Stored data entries
----------
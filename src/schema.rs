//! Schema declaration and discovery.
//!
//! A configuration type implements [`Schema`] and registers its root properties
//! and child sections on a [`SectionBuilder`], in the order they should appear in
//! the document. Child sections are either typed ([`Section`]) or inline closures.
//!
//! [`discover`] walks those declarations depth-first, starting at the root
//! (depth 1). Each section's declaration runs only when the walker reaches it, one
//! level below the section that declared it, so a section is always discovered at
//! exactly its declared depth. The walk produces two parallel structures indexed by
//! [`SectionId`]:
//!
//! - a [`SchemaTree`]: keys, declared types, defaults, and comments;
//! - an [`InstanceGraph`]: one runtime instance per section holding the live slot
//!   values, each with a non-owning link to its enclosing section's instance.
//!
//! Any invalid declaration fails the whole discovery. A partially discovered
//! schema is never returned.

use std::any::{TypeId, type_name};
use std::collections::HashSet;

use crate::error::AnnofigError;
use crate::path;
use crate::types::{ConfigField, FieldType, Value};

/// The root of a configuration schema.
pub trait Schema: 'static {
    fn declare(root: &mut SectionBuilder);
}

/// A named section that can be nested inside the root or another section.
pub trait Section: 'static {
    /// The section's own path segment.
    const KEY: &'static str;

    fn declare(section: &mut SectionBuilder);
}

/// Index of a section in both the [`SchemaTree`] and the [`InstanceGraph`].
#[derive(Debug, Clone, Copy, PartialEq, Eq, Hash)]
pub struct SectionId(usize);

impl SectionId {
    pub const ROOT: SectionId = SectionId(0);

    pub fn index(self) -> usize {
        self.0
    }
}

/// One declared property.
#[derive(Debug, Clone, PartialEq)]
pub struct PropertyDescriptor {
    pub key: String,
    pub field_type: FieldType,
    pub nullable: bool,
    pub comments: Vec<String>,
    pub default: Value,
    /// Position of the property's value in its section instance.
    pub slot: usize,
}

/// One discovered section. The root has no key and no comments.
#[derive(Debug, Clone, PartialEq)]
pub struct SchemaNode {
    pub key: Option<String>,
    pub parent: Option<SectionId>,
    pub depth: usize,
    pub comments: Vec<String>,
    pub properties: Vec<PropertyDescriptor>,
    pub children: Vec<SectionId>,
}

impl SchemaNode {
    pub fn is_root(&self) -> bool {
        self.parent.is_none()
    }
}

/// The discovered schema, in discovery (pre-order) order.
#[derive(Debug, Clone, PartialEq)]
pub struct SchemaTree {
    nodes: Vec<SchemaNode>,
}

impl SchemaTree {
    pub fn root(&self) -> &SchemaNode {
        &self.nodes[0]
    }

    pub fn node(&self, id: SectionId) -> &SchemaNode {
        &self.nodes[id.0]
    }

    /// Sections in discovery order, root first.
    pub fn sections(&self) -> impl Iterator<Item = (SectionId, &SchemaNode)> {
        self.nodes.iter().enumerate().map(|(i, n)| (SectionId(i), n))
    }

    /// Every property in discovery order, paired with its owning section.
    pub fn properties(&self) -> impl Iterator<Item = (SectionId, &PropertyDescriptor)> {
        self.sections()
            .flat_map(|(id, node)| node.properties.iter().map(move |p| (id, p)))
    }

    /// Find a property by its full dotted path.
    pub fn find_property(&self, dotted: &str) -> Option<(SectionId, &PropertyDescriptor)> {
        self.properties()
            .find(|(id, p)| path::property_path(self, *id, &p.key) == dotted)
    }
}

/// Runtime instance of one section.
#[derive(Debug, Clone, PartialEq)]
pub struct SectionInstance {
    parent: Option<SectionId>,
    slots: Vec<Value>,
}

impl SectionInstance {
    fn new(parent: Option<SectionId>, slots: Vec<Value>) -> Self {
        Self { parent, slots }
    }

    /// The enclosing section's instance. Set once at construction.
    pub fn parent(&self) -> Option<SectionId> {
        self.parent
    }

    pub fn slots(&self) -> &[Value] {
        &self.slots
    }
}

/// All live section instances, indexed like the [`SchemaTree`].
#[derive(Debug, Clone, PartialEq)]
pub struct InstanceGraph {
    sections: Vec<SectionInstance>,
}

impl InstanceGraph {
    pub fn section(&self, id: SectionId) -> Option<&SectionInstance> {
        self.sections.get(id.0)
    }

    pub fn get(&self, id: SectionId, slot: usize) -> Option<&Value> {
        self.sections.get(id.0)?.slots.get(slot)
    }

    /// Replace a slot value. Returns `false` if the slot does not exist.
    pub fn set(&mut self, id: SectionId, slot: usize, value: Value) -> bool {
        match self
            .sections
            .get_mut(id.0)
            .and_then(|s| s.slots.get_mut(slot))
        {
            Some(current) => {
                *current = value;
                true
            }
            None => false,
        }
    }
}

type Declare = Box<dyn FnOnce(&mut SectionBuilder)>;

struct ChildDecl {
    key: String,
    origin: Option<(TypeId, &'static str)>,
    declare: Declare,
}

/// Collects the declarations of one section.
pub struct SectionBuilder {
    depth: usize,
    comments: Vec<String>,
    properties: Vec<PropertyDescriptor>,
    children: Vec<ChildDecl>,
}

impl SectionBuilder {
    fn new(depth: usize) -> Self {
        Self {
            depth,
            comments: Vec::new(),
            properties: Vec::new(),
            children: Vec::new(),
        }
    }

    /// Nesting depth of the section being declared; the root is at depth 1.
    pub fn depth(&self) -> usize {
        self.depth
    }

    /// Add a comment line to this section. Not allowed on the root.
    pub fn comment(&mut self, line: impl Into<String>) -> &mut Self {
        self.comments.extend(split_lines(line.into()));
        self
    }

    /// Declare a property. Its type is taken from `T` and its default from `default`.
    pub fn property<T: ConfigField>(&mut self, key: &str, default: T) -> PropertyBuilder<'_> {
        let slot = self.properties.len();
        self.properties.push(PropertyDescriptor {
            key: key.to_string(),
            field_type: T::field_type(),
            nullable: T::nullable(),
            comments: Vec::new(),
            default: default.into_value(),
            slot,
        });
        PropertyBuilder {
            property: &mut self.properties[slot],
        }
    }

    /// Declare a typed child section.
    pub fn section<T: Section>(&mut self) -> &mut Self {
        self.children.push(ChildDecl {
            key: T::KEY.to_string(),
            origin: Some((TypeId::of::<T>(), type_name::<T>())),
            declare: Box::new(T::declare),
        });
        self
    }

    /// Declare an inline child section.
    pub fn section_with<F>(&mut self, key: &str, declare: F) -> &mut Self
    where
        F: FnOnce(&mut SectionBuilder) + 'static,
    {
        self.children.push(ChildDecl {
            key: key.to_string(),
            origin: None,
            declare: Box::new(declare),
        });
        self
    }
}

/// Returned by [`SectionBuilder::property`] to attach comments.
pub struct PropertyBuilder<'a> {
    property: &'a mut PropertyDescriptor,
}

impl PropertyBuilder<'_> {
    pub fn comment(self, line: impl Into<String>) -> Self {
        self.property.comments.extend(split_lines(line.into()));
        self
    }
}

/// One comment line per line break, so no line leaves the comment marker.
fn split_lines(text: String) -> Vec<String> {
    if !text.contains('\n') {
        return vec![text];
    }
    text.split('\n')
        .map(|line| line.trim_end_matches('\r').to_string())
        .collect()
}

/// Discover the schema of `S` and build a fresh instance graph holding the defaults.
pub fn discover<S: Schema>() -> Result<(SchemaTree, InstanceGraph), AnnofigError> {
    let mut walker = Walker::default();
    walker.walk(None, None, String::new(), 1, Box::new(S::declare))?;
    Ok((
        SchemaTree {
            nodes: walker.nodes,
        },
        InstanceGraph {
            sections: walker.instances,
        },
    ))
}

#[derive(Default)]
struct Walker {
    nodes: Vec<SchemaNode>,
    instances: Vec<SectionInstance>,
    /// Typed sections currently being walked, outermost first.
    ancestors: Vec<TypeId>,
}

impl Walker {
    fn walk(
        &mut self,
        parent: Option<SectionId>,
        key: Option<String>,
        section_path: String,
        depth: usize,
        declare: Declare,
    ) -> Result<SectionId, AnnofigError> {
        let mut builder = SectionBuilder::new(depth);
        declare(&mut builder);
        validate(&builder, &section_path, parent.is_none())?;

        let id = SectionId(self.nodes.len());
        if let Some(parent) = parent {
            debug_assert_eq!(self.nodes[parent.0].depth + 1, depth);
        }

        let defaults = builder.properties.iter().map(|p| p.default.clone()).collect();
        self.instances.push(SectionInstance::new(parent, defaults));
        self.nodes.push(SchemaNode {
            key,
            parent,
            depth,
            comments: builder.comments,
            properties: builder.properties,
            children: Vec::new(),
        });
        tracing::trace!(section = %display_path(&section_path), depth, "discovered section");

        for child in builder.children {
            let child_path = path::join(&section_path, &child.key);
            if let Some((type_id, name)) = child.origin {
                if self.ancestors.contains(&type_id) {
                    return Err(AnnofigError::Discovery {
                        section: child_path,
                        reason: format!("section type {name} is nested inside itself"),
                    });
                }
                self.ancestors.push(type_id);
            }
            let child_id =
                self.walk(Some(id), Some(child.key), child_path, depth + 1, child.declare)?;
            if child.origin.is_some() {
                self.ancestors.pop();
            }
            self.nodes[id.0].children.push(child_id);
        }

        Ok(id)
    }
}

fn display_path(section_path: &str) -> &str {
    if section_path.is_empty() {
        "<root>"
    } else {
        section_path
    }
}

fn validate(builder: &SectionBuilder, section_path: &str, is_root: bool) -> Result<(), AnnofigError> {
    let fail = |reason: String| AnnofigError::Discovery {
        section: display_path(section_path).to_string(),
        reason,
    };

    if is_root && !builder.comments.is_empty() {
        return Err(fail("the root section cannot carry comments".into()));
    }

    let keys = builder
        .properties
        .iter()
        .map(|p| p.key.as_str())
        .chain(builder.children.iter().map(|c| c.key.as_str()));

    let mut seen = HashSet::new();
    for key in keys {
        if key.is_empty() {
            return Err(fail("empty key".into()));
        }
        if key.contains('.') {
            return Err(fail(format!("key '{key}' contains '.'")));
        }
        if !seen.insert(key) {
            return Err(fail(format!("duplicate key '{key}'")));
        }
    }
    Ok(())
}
----------
(WHAT IS REQUIRED):
Wherever the word "format" appears in a line of the data above, copy that line.

(ANSWER TO THIS PROBLEM):
                        reason: format!("section type {name} is nested inside itself"),
            return Err(fail(format!("key '{key}' contains '.'")));
            return Err(fail(format!("duplicate key '{key}'")));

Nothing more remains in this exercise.